I’ve long worried New York City in particular may be a powder keg for the battery storage sector given its omnipresence as a popular media environment. If it happens in New York, the rest of the world learns about it.
I feel like the power of the New York media environment is not lost on Staten Island borough president Vito Fossella, a de facto leader of the anti-BESS movement in the boroughs. Last fall I interviewed Fossella, whose rhetorical strategy often leans on painting Staten Island as an overburdened community. (At least 13 battery storage projects have been in the works in Staten Island according to recent reporting. Fossella claims that is far more than any amount proposed elsewhere in the city.) He often points to battery blazes that happen elsewhere in the country, as well as fears about lithium-ion scooters that have caught fire. His goal is to enact very large setback distance requirements for battery storage, at a minimum.
“You can still put them throughout the city but you can’t put them next to people’s homes – what happens if one of these goes on fire next to a gas station,” he told me at the time, chalking the wider city government’s reluctance to capitulate on batteries to a “political problem.”

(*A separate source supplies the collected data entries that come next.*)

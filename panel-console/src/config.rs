//! Console configuration

use std::path::PathBuf;

/// 控制台配置 - 管理面板的所有配置项
///
/// # 环境变量
///
/// 所有配置项都可以通过环境变量覆盖：
///
/// | 环境变量 | 默认值 | 说明 |
/// |----------|--------|------|
/// | PANEL_API_URL | http://localhost:5000 | 后端 API 地址 |
/// | WORK_DIR | ./panel_data | 工作目录 (会话文件、导出的报表) |
/// | REQUEST_TIMEOUT_SECS | 30 | 请求超时(秒) |
/// | LOG_LEVEL | info | 日志级别 |
/// | LOG_JSON | false | JSON 格式日志 |
#[derive(Debug, Clone)]
pub struct Config {
    /// 后端 API 地址
    pub api_url: String,
    /// 工作目录，存储会话令牌和导出的报表
    pub work_dir: String,
    /// 请求超时时间 (秒)
    pub request_timeout_secs: u64,
    /// 日志级别: trace | debug | info | warn | error
    pub log_level: String,
    /// 是否使用 JSON 格式日志
    pub log_json: bool,
}

impl Config {
    /// 从环境变量加载配置
    ///
    /// 如果环境变量未设置，使用默认值
    pub fn from_env() -> Self {
        Self {
            api_url: std::env::var("PANEL_API_URL")
                .unwrap_or_else(|_| "http://localhost:5000".into()),
            work_dir: std::env::var("WORK_DIR").unwrap_or_else(|_| "./panel_data".into()),
            request_timeout_secs: std::env::var("REQUEST_TIMEOUT_SECS")
                .ok()
                .and_then(|p| p.parse().ok())
                .unwrap_or(30),
            log_level: std::env::var("LOG_LEVEL").unwrap_or_else(|_| "info".into()),
            log_json: std::env::var("LOG_JSON")
                .ok()
                .and_then(|v| v.parse().ok())
                .unwrap_or(false),
        }
    }

    /// 会话令牌文件路径
    pub fn session_path(&self) -> PathBuf {
        PathBuf::from(&self.work_dir).join(panel_client::session::SESSION_FILE_NAME)
    }

    /// 导出报表目录
    pub fn reports_dir(&self) -> PathBuf {
        PathBuf::from(&self.work_dir).join("reports")
    }
}

impl Default for Config {
    fn default() -> Self {
        Self::from_env()
    }
}
//! Panel Client - HTTP client for the admin panel API
//!
//! Provides typed network calls to the employee productivity backend.

pub mod config;
pub mod error;
pub mod http;
pub mod session;

pub use config::ClientConfig;
pub use error::{ClientError, ClientResult};
pub use http::PanelClient;
pub use session::{Session, SessionStore};

// Re-export shared types for convenience
pub use shared::client::{EmployeeListResponse, ExportFormat, LoginResponse, StatusResponse};
pub use shared::models::{EmployeeCreate, EmployeeRecord, EmployeeUpdate};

Well, I’m going to hold my breath for the real political problem in waiting – the inevitable backlash that happens when Mallitokis, D’Esposito, and others take this fight to Congress and the national stage. I bet that’s probably why American Clean Power just sent me a notice for a press briefing on battery safety next week …
And more of the week’s top conflicts around renewable energy.
1. Queen Anne’s County, Maryland – They really don’t want you to sign a solar lease out in the rural parts of this otherwise very pro-renewables state.
2. Logan County, Ohio – Staff for the Ohio Power Siting Board have recommended it reject Open Road Renewables’ Grange Solar agrivoltaics project.
3. Bandera County, Texas – On a slightly brighter note for solar, it appears that Pine Gate Renewables’ Rio Lago solar project might just be safe from county restrictions.
Here’s what else we’re watching…
In Illinois, Armoracia Solar is struggling to get necessary permits from Madison County.
In Kentucky, the mayor of Lexington is getting into a public spat with East Kentucky Power Cooperative over solar.
In Michigan, Livingston County is now backing the legal challenge to Michigan’s state permitting primacy law.
On the week’s top news around renewable energy policy.
1. IRA funding freeze update – Money is starting to get out the door, finally: the EPA unfroze most of its climate grant funding it had paused after Trump entered office.
2. Scalpel vs. sledgehammer – House Speaker Mike Johnson signaled Republicans in Congress may take a broader approach to repealing the Inflation Reduction Act than previously expected in tax talks.
3. Endangerment in danger – The EPA is reportedly urging the White House to back reversing its 2009 “endangerment” finding on air pollutants and climate change, a linchpin in the agency’s overall CO2 and climate regulatory scheme.